Nel suo primo anno a UCLA, questo talento ancora molto grezzo trova poco spazio. Gioca solo 9 minuti a partita, vuoi perché davanti ha Collison per l’appunto, vuoi perché ancora diversi aspetti del suo gioco sono migliorabili – tanto per fare un esempio, tirerà 17-31 dalla lunetta nella stagione.
Ma c’è un altro aspetto di lui che pian piano lo ha portato a diventare un giocatore NBA: oltre ad essere un gran lavoratore, era già allora anche un grandissimo studente del gioco. L’altro assistant coach di Ben Howland a UCLA, Donny Daniels, per conoscere meglio i suoi giocatori ogni tanto rivolgeva loro delle domande più o meno casuali. Una volta chiese a Westbrook: “Russ, chi è il tuo giocatore preferito tra i pro?” La risposta fu assolutamente inaspettata. “Pau Gasol. Mi piace il suo modo di giocare.” Commentando in seguito questa cosa, Daniels disse: “Non avrebbe dovuto essere una sorpresa, con tutto il suo amore e la sua voglia di conoscere il gioco. Russell sarà sempre differente, sceglierà sempre l’inaspettato.”

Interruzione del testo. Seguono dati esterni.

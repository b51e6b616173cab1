use std::path::PathBuf;
use std::sync::Arc;
use std::time::Duration;

use clap::ValueEnum;
use serde::{Deserialize, Serialize};

use crate::http::{BearerToken, RequestSpec, flag_text};
use crate::store::ScenarioMetadata;

const PATIENT_MANIFEST: &str = "synapse_storage_manifest_patient.csv";
const HTAN_HMS_MANIFEST: &str = "synapse_storage_manifest_HTAN_HMS.csv";
const DATA_FLOW_MANIFEST: &str = "synapse_storage_manifest_dataflow.csv";

const EXAMPLE_SCHEMA: &str = "example data schema";
const HTAN_SCHEMA: &str = "HTAN data schema";
const DATA_FLOW_SCHEMA: &str = "Data flow schema";

const EXISTING_DATASET: &str = "syn51078367";
const EXAMPLE_ASSET_VIEW: &str = "syn23643253";
const SUBMIT_DATASET: &str = "syn51376664";
const SUBMIT_ASSET_VIEW: &str = "syn51376649";

/// Endpoint family monitored as one unit.
#[derive(
    Debug, Clone, Copy, PartialEq, Eq, PartialOrd, Ord, Hash, ValueEnum, Deserialize, Serialize,
)]
#[serde(rename_all = "lowercase")]
pub enum Suite {
    Generate,
    Validate,
    Submit,
    Storage,
}

impl Suite {
    pub const ALL: [Self; 4] = [Self::Generate, Self::Validate, Self::Submit, Self::Storage];

    #[must_use]
    pub const fn as_str(self) -> &'static str {
        match self {
            Suite::Generate => "generate",
            Suite::Validate => "validate",
            Suite::Submit => "submit",
            Suite::Storage => "storage",
        }
    }
}

/// Data model locations the generate/validate/submit suites point the API at.
#[derive(Debug, Clone, PartialEq, Eq, Deserialize)]
#[serde(default, deny_unknown_fields)]
pub struct SchemaUrls {
    pub example: String,
    pub htan: String,
    pub data_flow: String,
}

impl Default for SchemaUrls {
    fn default() -> Self {
        Self {
            example: "https://raw.githubusercontent.com/Sage-Bionetworks/schematic/develop/tests/data/example.model.jsonld".to_owned(),
            htan: "https://raw.githubusercontent.com/ncihtan/data-models/main/HTAN.model.jsonld"
                .to_owned(),
            data_flow: "https://raw.githubusercontent.com/Sage-Bionetworks/data_flow/main/inst/data_flow_component.jsonld".to_owned(),
        }
    }
}

/// Everything the catalog needs to turn scenario templates into requests.
#[derive(Debug, Clone)]
pub struct CatalogContext {
    pub base_url: String,
    pub manifest_dir: PathBuf,
    pub schemas: SchemaUrls,
    pub token: Option<BearerToken>,
    pub submit_pause: Duration,
}

impl CatalogContext {
    fn url(&self, path: &str) -> String {
        format!("{}/{}", self.base_url.trim_end_matches('/'), path)
    }

    fn manifest(&self, file: &str) -> PathBuf {
        self.manifest_dir.join(file)
    }
}

/// One named call measured per run: the request to repeat and the metadata
/// recorded with its row.
#[derive(Debug, Clone)]
pub struct Scenario {
    pub suite: Suite,
    pub name: &'static str,
    pub spec: Arc<RequestSpec>,
    pub metadata: ScenarioMetadata,
    pub pause_after: Option<Duration>,
    /// Sends the access token when one is configured.
    pub authenticated: bool,
}

impl Scenario {
    fn new(suite: Suite, name: &'static str, spec: RequestSpec, metadata: ScenarioMetadata) -> Self {
        Self {
            suite,
            name,
            spec: Arc::new(spec),
            metadata,
            pause_after: None,
            authenticated: false,
        }
    }

    const fn requiring_auth(mut self) -> Self {
        self.authenticated = true;
        self
    }

    const fn pausing(mut self, pause: Duration) -> Self {
        self.pause_after = Some(pause);
        self
    }
}

/// Scenarios of `suite` in the order they are run.
#[must_use]
pub fn suite_scenarios(suite: Suite, ctx: &CatalogContext) -> Vec<Scenario> {
    match suite {
        Suite::Generate => generate(ctx),
        Suite::Validate => validate(ctx),
        Suite::Submit => submit(ctx),
        Suite::Storage => storage(ctx),
    }
}

fn generate(ctx: &CatalogContext) -> Vec<Scenario> {
    const ENDPOINT: &str = "manifest/generate";
    let base = |schema_url: &str| {
        RequestSpec::get(ctx.url(ENDPOINT))
            .with_param("schema_url", schema_url)
            .with_param("title", "example")
            .with_param("data_type", "Patient")
            .with_param("use_annotations", false)
    };
    let meta = |description: &str, schema: &str, output: &str| {
        ScenarioMetadata::new(ENDPOINT, description)
            .with_data_schema(schema)
            .with_data_type("Patient")
            .with_output_format(output)
    };

    vec![
        Scenario::new(
            Suite::Generate,
            "example-google-sheet",
            base(&ctx.schemas.example),
            meta(
                "Generating a manifest as a google sheet by using the example data model",
                EXAMPLE_SCHEMA,
                "google sheet",
            ),
        ),
        Scenario::new(
            Suite::Generate,
            "example-excel",
            base(&ctx.schemas.example).with_param("output", "excel"),
            meta(
                "Generating a manifest as an excel spreadsheet by using the example data model",
                EXAMPLE_SCHEMA,
                "excel",
            ),
        ),
        Scenario::new(
            Suite::Generate,
            "existing-manifest-google-sheet",
            base(&ctx.schemas.example)
                .with_param("dataset_id", EXISTING_DATASET)
                .with_param("asset_view", EXAMPLE_ASSET_VIEW)
                .with_bearer(ctx.token.clone()),
            meta(
                "Generating an existing manifest as a google sheet by using the example data model",
                EXAMPLE_SCHEMA,
                "google sheet",
            )
            .with_num_rows(542),
        )
        .requiring_auth(),
        Scenario::new(
            Suite::Generate,
            "htan-google-sheet",
            base(&ctx.schemas.htan),
            meta(
                "Generating a manifest as a google spreadsheet by using the HTAN data model",
                HTAN_SCHEMA,
                "google sheet",
            ),
        ),
    ]
}

fn validate(ctx: &CatalogContext) -> Vec<Scenario> {
    const ENDPOINT: &str = "model/validate";
    let patient = |restrict_rules: bool, name: &'static str| {
        Scenario::new(
            Suite::Validate,
            name,
            RequestSpec::post_manifest(ctx.url(ENDPOINT), ctx.manifest(PATIENT_MANIFEST))
                .with_param("schema_url", ctx.schemas.example.as_str())
                .with_param("data_type", "Patient")
                .with_param("restrict_rules", restrict_rules),
            ScenarioMetadata::new(
                ENDPOINT,
                format!(
                    "Validate an example data model using the patient component with restrict_rules set to {}. The manifest has 600 rows.",
                    flag_text(restrict_rules)
                ),
            )
            .with_data_schema(EXAMPLE_SCHEMA)
            .with_num_rows(600)
            .with_data_type("Patient")
            .with_restrict_rules(restrict_rules),
        )
    };

    vec![
        patient(true, "patient-restrict-rules-true"),
        patient(false, "patient-restrict-rules-false"),
        Scenario::new(
            Suite::Validate,
            "htan-biospecimen",
            RequestSpec::post_manifest(ctx.url(ENDPOINT), ctx.manifest(HTAN_HMS_MANIFEST))
                .with_param("schema_url", ctx.schemas.htan.as_str())
                .with_param("data_type", "Biospecimen"),
            ScenarioMetadata::new(
                ENDPOINT,
                "Validate a HTAN data model using the biospecimen component with restrict_rules set to False. The manifest has around 700 rows.",
            )
            .with_data_schema(HTAN_SCHEMA)
            .with_num_rows(773)
            .with_data_type("Biospecimen")
            .with_restrict_rules(false),
        ),
    ]
}

fn submit(ctx: &CatalogContext) -> Vec<Scenario> {
    const ENDPOINT: &str = "model/submit";
    let submission = |name: &'static str,
                      schema_url: &str,
                      manifest: &str,
                      record_type: &str,
                      description: &str,
                      schema: &str,
                      rows: u64| {
        let spec = RequestSpec::post_manifest(ctx.url(ENDPOINT), ctx.manifest(manifest))
            .with_param("schema_url", schema_url)
            .with_param("dataset_id", SUBMIT_DATASET)
            .with_param("asset_view", SUBMIT_ASSET_VIEW)
            .with_param("restrict_rules", false)
            .with_param("use_schema_label", true)
            .with_param("data_model_labels", "class_label")
            .with_param("table_manipulation", "replace")
            .with_param("manifest_record_type", record_type)
            .with_bearer(ctx.token.clone());
        let metadata = ScenarioMetadata::new(
            ENDPOINT,
            format!(
                "{} {} with validation set to False. The manifest has {} rows.",
                description, record_type, rows
            ),
        )
        .with_data_schema(schema)
        .with_num_rows(rows)
        .with_restrict_rules(false)
        .with_manifest_record_type(record_type);
        Scenario::new(Suite::Submit, name, spec, metadata)
            .pausing(ctx.submit_pause)
            .requiring_auth()
    };

    let example = "Submitting an example manifest as";
    vec![
        submission(
            "example-table-and-file",
            &ctx.schemas.example,
            PATIENT_MANIFEST,
            "table_and_file",
            example,
            EXAMPLE_SCHEMA,
            600,
        ),
        submission(
            "example-file-only",
            &ctx.schemas.example,
            PATIENT_MANIFEST,
            "file_only",
            example,
            EXAMPLE_SCHEMA,
            600,
        ),
        submission(
            "dataflow-file-only",
            &ctx.schemas.data_flow,
            DATA_FLOW_MANIFEST,
            "file_only",
            "Submitting a dataflow manifest for HTAN as",
            DATA_FLOW_SCHEMA,
            30,
        ),
    ]
}

fn storage(ctx: &CatalogContext) -> Vec<Scenario> {
    const TABLES: &str = "storage/assets/tables";
    const DATASETS: &str = "storage/project/datasets";
    let project_datasets = |name: &'static str, project_id: &str, asset_view: &str| {
        Scenario::new(
            Suite::Storage,
            name,
            RequestSpec::get(ctx.url(DATASETS))
                .with_param("asset_view", asset_view)
                .with_param("project_id", project_id)
                .with_bearer(ctx.token.clone()),
            ScenarioMetadata::new(
                DATASETS,
                format!(
                    "Retrieve all datasets under project {} in asset view {} as a json",
                    project_id, asset_view
                ),
            )
            .with_asset_view(asset_view),
        )
        .requiring_auth()
    };

    vec![
        Scenario::new(
            Suite::Storage,
            "asset-view-json",
            RequestSpec::get(ctx.url(TABLES))
                .with_param("asset_view", EXAMPLE_ASSET_VIEW)
                .with_param("return_type", "json")
                .with_bearer(ctx.token.clone()),
            ScenarioMetadata::new(
                TABLES,
                format!("Retrieve asset view {} as a json", EXAMPLE_ASSET_VIEW),
            )
            .with_asset_view(EXAMPLE_ASSET_VIEW),
        )
        .requiring_auth(),
        project_datasets("project-datasets-example", "syn26251192", EXAMPLE_ASSET_VIEW),
        project_datasets("project-datasets-htan", "syn32596076", "syn20446927"),
    ]
}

Russell Westbrook arriva in NBA con la quarta chiamata assoluta al draft 2008, scelto dai Seattle SuperSonics di cui non vestirà però mai la maglia, a causa della relocation di questi ultimi a Oklahoma City. Prima di lui vengono chiamati Derrick Rose, Michael Beasley, O.J. Mayo. Ha vestito per due stagioni la maglia degli UCLA Bruins, centrando in entrambi i casi le Final Four collegiali, al primo anno come cambio di Darren Collison e al secondo come suo compagno di backcourt, nonché come Pac-10 Defensive Player of the year. C’è da chiedersi come sia stato possibile che i Bruins di quegli anni non siano mai riusciti a portare a casa un titolo: quell’anno, la squadra di Ben Howland aveva in quintetto, oltre ai già citati Westbrook e Collison, Kevin Love e Luc Richard Mbah-a-Moute. Vabbè, sarà stata colpa di Russ, secondo i suoi detrattori, sarà stata colpa di Howland, diranno i suoi simpatizzanti, sarà stato il destino cinico e baro o chissà che altro. Il fatto che le sconfitte siano arrivate contro i Florida Gators di Billy Donovan – per chi scrive la più forte squadra vista in NCAA negli ultimi vent’anni – e contro i Memphis Tigers di Derrick Rose non sono ipotesi da prendere in considerazione. C’è solo un aggettivo per definire propriamente Russell Westbrook e questo solo aggettivo è polarizzante.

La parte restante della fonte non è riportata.